Records from a collection:
....................

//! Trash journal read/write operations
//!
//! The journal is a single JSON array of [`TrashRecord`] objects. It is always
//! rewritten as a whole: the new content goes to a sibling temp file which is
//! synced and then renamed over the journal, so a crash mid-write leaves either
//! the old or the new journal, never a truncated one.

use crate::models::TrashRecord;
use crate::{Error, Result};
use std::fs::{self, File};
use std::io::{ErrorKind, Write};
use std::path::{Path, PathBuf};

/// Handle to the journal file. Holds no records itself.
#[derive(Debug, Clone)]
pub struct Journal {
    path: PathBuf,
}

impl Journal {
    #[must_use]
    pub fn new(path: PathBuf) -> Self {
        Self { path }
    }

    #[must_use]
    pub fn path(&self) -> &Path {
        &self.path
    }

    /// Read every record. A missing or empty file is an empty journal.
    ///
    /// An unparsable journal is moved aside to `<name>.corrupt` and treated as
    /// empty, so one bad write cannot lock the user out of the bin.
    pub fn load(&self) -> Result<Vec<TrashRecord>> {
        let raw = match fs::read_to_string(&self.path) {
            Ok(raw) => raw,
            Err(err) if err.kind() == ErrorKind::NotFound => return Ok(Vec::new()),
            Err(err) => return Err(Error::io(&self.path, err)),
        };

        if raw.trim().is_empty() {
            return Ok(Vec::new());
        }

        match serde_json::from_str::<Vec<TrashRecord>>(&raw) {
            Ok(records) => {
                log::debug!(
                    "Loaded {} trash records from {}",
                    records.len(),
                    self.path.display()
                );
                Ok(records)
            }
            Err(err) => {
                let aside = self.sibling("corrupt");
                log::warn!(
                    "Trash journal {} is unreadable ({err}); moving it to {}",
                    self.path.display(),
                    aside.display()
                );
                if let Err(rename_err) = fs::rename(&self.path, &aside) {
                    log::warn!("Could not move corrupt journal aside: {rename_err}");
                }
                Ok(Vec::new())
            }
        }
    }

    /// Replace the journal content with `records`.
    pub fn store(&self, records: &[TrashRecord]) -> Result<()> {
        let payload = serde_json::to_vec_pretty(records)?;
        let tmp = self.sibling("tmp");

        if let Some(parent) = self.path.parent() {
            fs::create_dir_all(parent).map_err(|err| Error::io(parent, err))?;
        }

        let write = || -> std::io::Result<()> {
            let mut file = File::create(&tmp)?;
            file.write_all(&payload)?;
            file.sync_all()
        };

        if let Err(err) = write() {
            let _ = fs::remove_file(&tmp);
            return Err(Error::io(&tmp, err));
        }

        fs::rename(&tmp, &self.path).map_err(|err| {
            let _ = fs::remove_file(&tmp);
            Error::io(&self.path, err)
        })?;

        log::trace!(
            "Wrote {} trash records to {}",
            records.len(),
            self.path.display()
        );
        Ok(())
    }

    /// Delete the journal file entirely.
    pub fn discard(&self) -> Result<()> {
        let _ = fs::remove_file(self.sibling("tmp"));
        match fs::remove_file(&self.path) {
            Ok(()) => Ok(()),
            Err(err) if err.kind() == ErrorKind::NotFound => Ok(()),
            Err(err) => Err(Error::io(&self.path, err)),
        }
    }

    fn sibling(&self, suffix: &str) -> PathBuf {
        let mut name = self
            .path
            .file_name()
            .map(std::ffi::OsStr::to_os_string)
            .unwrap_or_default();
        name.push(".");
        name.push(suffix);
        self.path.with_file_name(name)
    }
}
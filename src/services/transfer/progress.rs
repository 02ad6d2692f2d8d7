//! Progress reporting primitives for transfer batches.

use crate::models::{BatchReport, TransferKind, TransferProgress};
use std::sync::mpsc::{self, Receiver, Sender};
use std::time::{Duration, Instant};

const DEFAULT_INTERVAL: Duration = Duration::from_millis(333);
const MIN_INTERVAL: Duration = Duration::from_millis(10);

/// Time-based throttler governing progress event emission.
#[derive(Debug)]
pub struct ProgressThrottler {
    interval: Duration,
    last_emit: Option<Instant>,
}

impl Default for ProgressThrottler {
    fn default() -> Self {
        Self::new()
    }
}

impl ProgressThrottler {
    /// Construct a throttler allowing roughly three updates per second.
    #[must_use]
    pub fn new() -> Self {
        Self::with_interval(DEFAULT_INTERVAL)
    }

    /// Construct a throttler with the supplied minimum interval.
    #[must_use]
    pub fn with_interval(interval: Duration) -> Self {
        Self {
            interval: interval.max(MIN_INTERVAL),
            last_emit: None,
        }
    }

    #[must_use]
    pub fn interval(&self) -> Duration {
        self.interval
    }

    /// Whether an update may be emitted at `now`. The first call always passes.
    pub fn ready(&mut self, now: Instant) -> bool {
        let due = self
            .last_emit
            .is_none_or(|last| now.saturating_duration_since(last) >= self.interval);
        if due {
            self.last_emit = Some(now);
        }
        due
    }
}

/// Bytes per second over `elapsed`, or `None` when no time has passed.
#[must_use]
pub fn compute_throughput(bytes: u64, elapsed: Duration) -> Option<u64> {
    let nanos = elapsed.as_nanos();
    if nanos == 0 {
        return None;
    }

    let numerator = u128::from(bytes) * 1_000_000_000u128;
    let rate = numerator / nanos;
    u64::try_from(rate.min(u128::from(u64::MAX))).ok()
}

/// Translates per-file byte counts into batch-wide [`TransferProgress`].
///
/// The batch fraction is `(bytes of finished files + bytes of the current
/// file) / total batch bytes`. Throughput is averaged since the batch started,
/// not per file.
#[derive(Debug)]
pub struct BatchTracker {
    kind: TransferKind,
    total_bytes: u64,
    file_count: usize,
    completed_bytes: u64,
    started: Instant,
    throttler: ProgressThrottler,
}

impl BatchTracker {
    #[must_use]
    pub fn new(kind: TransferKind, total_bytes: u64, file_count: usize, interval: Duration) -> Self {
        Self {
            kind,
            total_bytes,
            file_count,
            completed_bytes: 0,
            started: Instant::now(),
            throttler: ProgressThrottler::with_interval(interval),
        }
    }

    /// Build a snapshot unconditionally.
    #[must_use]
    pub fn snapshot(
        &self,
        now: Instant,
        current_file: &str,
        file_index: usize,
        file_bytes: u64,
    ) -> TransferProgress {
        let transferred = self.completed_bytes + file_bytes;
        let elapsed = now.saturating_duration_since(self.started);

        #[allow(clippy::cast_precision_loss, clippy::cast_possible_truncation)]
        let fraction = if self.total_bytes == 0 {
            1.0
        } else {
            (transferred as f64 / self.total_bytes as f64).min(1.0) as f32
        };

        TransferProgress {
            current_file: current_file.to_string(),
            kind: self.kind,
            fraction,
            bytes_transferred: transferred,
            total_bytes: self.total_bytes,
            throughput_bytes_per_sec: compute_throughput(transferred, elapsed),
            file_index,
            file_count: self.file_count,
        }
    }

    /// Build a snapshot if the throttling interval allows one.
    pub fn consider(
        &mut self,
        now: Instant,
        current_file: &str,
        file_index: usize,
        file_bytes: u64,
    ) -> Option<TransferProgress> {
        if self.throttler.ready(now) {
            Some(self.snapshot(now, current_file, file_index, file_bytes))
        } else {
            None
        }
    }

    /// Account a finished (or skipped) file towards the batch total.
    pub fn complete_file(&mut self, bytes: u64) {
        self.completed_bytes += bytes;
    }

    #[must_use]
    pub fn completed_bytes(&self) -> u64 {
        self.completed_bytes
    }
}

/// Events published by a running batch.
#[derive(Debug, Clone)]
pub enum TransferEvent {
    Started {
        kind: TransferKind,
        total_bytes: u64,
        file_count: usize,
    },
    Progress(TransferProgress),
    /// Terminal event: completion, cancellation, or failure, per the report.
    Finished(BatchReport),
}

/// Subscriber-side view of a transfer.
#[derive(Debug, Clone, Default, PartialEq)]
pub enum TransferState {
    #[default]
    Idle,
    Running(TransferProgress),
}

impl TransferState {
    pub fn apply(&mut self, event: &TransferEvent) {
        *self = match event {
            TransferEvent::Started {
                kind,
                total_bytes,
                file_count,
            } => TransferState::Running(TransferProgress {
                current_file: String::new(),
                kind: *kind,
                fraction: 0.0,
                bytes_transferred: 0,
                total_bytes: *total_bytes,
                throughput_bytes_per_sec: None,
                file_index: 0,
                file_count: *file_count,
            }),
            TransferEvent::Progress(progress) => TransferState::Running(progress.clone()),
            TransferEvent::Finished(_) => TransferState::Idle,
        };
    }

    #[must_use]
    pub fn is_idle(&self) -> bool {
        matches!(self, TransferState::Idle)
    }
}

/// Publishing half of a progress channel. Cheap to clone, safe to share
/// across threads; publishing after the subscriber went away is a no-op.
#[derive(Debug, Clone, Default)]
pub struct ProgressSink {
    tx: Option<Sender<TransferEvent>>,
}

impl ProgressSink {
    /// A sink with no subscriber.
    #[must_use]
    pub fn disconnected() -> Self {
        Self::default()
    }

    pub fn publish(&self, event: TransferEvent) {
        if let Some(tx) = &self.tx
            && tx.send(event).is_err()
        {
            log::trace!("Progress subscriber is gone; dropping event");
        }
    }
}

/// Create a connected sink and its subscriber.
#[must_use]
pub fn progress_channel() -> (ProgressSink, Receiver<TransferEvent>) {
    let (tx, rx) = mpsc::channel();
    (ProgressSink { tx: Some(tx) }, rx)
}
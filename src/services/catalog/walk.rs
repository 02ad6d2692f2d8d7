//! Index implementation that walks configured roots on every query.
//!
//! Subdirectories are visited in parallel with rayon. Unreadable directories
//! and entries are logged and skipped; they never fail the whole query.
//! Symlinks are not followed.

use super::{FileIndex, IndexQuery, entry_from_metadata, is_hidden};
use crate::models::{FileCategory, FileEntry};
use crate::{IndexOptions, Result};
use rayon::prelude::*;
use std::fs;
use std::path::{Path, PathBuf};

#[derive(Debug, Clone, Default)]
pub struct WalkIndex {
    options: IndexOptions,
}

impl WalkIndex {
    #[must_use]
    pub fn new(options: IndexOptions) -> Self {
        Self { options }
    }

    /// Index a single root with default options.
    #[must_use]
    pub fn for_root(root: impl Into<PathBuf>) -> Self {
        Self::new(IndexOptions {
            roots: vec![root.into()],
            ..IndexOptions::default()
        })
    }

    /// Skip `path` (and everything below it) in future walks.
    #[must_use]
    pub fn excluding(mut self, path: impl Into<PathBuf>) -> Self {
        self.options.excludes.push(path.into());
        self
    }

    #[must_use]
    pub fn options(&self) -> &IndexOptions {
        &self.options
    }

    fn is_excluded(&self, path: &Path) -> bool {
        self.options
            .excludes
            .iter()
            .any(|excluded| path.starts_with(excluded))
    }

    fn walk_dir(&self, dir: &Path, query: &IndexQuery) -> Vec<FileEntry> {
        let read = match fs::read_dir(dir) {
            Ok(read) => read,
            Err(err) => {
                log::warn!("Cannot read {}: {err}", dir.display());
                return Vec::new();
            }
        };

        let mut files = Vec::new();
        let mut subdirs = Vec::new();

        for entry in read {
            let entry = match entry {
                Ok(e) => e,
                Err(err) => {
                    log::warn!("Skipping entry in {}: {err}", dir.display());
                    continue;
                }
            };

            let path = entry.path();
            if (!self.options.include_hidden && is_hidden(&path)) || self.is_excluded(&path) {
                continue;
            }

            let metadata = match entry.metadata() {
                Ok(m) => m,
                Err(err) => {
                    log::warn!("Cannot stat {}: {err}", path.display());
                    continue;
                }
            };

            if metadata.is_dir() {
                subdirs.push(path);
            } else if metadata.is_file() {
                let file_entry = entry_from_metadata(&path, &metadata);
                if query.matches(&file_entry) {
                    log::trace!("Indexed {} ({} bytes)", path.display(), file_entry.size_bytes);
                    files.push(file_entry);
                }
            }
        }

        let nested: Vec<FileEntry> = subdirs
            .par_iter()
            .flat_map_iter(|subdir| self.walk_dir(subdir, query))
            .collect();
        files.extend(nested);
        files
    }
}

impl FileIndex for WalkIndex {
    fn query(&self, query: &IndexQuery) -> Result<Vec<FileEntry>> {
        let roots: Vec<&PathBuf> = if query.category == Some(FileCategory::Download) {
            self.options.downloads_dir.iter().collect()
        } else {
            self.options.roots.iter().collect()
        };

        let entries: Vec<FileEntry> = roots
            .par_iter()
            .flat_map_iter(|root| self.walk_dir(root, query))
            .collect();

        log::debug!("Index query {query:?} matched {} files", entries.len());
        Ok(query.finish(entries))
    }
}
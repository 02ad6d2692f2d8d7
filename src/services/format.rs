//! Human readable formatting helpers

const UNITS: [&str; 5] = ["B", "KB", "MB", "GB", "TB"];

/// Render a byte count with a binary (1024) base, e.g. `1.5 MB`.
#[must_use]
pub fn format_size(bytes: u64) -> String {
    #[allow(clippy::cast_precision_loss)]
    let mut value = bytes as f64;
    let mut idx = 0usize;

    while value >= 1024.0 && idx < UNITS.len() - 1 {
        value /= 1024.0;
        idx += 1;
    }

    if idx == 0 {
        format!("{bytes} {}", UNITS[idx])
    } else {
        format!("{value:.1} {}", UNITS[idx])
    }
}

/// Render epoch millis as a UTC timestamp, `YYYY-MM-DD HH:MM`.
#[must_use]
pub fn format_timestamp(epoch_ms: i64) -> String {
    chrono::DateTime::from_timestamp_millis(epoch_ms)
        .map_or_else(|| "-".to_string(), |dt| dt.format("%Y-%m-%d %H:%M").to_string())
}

....................

» Aim of the exercise:
Scan the records above for the string "enum", then report every line that contains it.

» Reply:
pub enum TransferEvent {
pub enum TransferState {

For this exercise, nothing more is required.